Dois textos de Eduardo Quina

EN 236 – 1

“Este mundo, que é o mesmo para todos, nenhum dos deuses ou dos homens o fez; mas foi sempre, é e será um fogo eternamente vivo.” HERACLITO

Dentro do vazio o silêncio: a mudez é o espaço único do vazio.

O corpo rodeado de fogo: um exorcismo doentio. O que pode o humano contra os devaneios do diabo? O que pode o humano contra a falsidade de deus?

Os gritos dentro do medo: porque todo o medo é um grito retraído.

O olhar abismado dentro do fim do mundo.

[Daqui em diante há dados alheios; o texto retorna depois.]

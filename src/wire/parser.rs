//! Grammar and shared scanning helpers for the statsd line protocol
//! (spec §4.2). Both [`crate::wire::StateMachineParser`] and
//! [`crate::wire::TableParser`] are built on top of these so that a change
//! to the grammar cannot silently diverge between the two.

use super::{canonicalize_tags, is_valid_name, is_valid_tag_component, Kind, Sample, Sign};

/// Why a line failed to parse. The wire grammar has exactly one failure
/// mode; registry-level rejections (§4.4) are a separate taxonomy.
#[derive(Debug, Clone, Copy, PartialEq, Eq)]
pub enum RejectReason {
    /// The line did not match the grammar in spec §4.2.
    Unparseable,
}

/// The per-line result the parser stage reports to the aggregator,
/// alongside the wall-time spent producing it (spec §4.2).
#[derive(Debug, Clone)]
pub enum ParseOutcome {
    /// The line parsed into a structured sample.
    Parsed(Sample),
    /// The line was rejected before reaching the registry.
    Dropped(RejectReason),
}

/// A line-protocol parser. Two implementations exist (state machine and
/// table-driven); both MUST accept the same language (spec §4.2).
pub trait LineParser {
    /// Parses one line (no trailing newline) into a `Sample`.
    ///
    /// # Errors
    /// Returns [`RejectReason::Unparseable`] if `line` does not match the
    /// grammar.
    fn parse_line(&self, line: &str) -> Result<Sample, RejectReason>;
}

const REJECT: RejectReason = RejectReason::Unparseable;

/// Splits `name[,tagK=tagV,...]` into the name and an optional raw tag list.
pub(super) fn split_name_and_tags(left: &str) -> (&str, Option<&str>) {
    match left.find(',') {
        Some(idx) => (&left[..idx], Some(&left[idx + 1..])),
        None => (left, None),
    }
}

/// Splits `value|type[|#tagK:tagV,...]` into its three parts.
pub(super) fn split_value_type_hashtags(right: &str) -> Option<(&str, &str, Option<&str>)> {
    let pipe = right.find('|')?;
    let value = &right[..pipe];
    let rest = &right[pipe + 1..];
    match rest.find("|#") {
        Some(idx) => Some((value, &rest[..idx], Some(&rest[idx + 2..]))),
        None => Some((value, rest, None)),
    }
}

/// Parses a `key<sep>value{,key<sep>value}` list. Used for both the
/// `,k=v` tag list and the `|#k:v` tag list (with `sep` set to `=` or `:`
/// respectively).
pub(super) fn parse_tag_pairs(raw: &str, sep: char) -> Option<Vec<(String, String)>> {
    let mut pairs = Vec::new();
    for item in raw.split(',') {
        let eq = item.find(sep)?;
        let (k, v) = (&item[..eq], &item[eq + 1..]);
        if !is_valid_tag_component(k) || !is_valid_tag_component(v) {
            return None;
        }
        pairs.push((k.to_string(), v.to_string()));
    }
    Some(pairs)
}

/// Parses the numeric value token: optional sign, unsigned decimal with at
/// most one `.` and one exponent. Returns the magnitude (sign stripped) and
/// the recorded [`Sign`].
pub(super) fn parse_value_token(raw: &str) -> Option<(f64, Sign)> {
    let (sign, digits_part) = match raw.as_bytes().first() {
        Some(b'+') => (Sign::Plus, &raw[1..]),
        Some(b'-') => (Sign::Minus, &raw[1..]),
        Some(_) => (Sign::None, raw),
        None => return None,
    };

    if !is_unsigned_decimal(digits_part) {
        return None;
    }

    let magnitude: f64 = digits_part.parse().ok()?;
    if !magnitude.is_finite() {
        return None;
    }
    Some((magnitude, sign))
}

/// Validates the unsigned-decimal grammar: digits, optional `.digits`,
/// optional exponent. A `.` requires a digit immediately before it and at
/// least one digit immediately after it — `"1."` and `".5"` are both
/// rejected, mirroring the original parser's `number_found` reset on `.`.
fn is_unsigned_decimal(s: &str) -> bool {
    let mut chars = s.chars().peekable();
    let mut saw_int_digit = false;

    while matches!(chars.peek(), Some(c) if c.is_ascii_digit()) {
        chars.next();
        saw_int_digit = true;
    }

    let mut saw_digit = saw_int_digit;

    if matches!(chars.peek(), Some('.')) {
        if !saw_int_digit {
            return false;
        }
        chars.next();
        let mut saw_frac_digit = false;
        while matches!(chars.peek(), Some(c) if c.is_ascii_digit()) {
            chars.next();
            saw_frac_digit = true;
        }
        if !saw_frac_digit {
            return false;
        }
        saw_digit = true;
    }

    if !saw_digit {
        return false;
    }

    if matches!(chars.peek(), Some('e' | 'E')) {
        chars.next();
        if matches!(chars.peek(), Some('+' | '-')) {
            chars.next();
        }
        let mut saw_exp_digit = false;
        while matches!(chars.peek(), Some(c) if c.is_ascii_digit()) {
            chars.next();
            saw_exp_digit = true;
        }
        if !saw_exp_digit {
            return false;
        }
    }

    chars.next().is_none()
}

/// Parses the type token: exactly one of `c`, `g`, `ms`.
pub(super) fn parse_type_token(raw: &str) -> Option<Kind> {
    match raw {
        "c" => Some(Kind::Counter),
        "g" => Some(Kind::Gauge),
        "ms" => Some(Kind::Duration),
        _ => None,
    }
}

/// Shared assembly step: given the already-split grammar parts, validates
/// and builds a [`Sample`]. Both parser implementations funnel into this
/// once they've located the delimiters, so the *semantic* validation rules
/// (name shape, tag shape, numeric shape, type token, canonical-tags cap)
/// live in exactly one place.
pub(super) fn assemble(line: &str) -> Result<Sample, RejectReason> {
    let colon = line.find(':').ok_or(REJECT)?;
    let (left, right) = (&line[..colon], &line[colon + 1..]);
    let (value_raw, type_raw, hashtags_raw) = split_value_type_hashtags(right).ok_or(REJECT)?;
    assemble_from_parts(left, value_raw, type_raw, hashtags_raw)
}

/// Like [`assemble`], but takes the four grammar segments already split out
/// by the caller's own delimiter search (spec §4.2). `left` is the
/// `name[,tagK=tagV,...]` segment; the others are the value, type and
/// optional hashtags segments with their surrounding delimiters stripped.
///
/// This is the single point where both [`super::StateMachineParser`] and
/// [`super::TableParser`] rejoin after segmenting the line by their own
/// means, so they cannot disagree on what makes a segment valid.
pub(super) fn assemble_from_parts(
    left: &str,
    value_raw: &str,
    type_raw: &str,
    hashtags_raw: Option<&str>,
) -> Result<Sample, RejectReason> {
    let (name, raw_tags) = split_name_and_tags(left);
    if !is_valid_name(name) {
        return Err(REJECT);
    }

    let mut pairs = match raw_tags {
        Some(raw) => parse_tag_pairs(raw, '=').ok_or(REJECT)?,
        None => Vec::new(),
    };

    let (value, sign) = parse_value_token(value_raw).ok_or(REJECT)?;
    let kind = parse_type_token(type_raw).ok_or(REJECT)?;

    if let Some(raw) = hashtags_raw {
        let extra = parse_tag_pairs(raw, ':').ok_or(REJECT)?;
        pairs.extend(extra);
    }

    let tags = canonicalize_tags(&pairs).map_err(|()| REJECT)?;

    Ok(Sample {
        name: name.to_string(),
        kind,
        value,
        sign,
        tags,
    })
}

Deus em forma de fogo ou apenas e só um diabo lancinante, inesperado, contra a natureza inofensiva de deus: quem comanda quem?

O corpo afogado dentro do negro do alcatrão.

O olhar preso dentro de um carro: abraçados na construção de uma eternidade resignada: os corpos escondidos dentro da desesperança viva do asfalto.

Não conseguimos respirar na silente inscrição deste prelúdio indizível.

Eclipse insano deste estranho mundo onde calcinamos o corpo sem cálculo, em desafecto imperfeito, sem carícia neste conceito inacabado de deus.

Um caminho de horror onde todos sucumbiram dentro do próprio medo contra o negro da solidão desesperada: contra o alcatrão.

A noite traz a aflição do olhar cativo: um crime bárbaro, sem dono.

Através do olhar um pai e uma mãe abraçados a um filho: o medo dentro do medo: um medo que ninguém escolheu, que ninguém quis.

Um medo que o fogo não apagou.

Morremos à míngua. A língua negra electrificada pelo fogo. Os dentes cerrados para reter a dor.

O coração silencioso, silenciado, nesta asfixia de todas as flores.

Tudo era incandescência neste prodígio do fogo ou clarão impiedoso ou perversa encenação.

Afinal não há purgatório e a condenação única é o fogo primitivo que tudo une, que tudo desfaz.
 

MORTE EM DIRECTO

“Se tudo o que muda lentamente se explica pela vida, tudo o que muda velozmente explica-se pelo fogo.”

G. BACHELARD, A Psicanálise do Fogo

Uma mulher pétrea de mãos postas conduz um credo há muito esquecido. Invoca em vão um deus. Esse mesmo e insignificante que tudo devora.

Tem as mãos calcinadas pelo fogo. Ardem-lhe com uma precisão invulgar todas as feridas. Está só.

Está rodeada de fogo por todos os lados. Desconhece os poderes desta purga.

Castigo? Inoperância? Desafio? Quem comanda quem?
Erigimos o fogo à custa de relâmpagos.

Debaixo da pele cresce a organicidade do medo. Hoje a dor escreve a cinza: Preta. Negrume altíssimo. Inquebrantável.

A inóspita violência do medo. Ali estamos inimaginavelmente. Encurralados dentro do fogo. Do pânico. Da angústia. Da revolta. Da falta de fé.

Ardemos todos até à incompreensão. Ardemos até à dor mais pungente. Em urgência demoníaca.

Ardem em nós todas as inoperantes palavras ditas e silenciadas.

Arde em nós todo o fogo de contrários. Toda a repulsa da insónia que nos atormenta violentamente, doentiamente.

Rodeada de fogo e de silêncio por todos os lados uma mulher pétrea reza de mãos postas, calcinadas.
Desconhece o som e o silêncio de deus. Está só. Tremendamente só. Num horror impronunciável. O corpo aprisionado dentro das imagens.

Já não podemos regressar à infância porque o fogo perdeu o seu fascínio.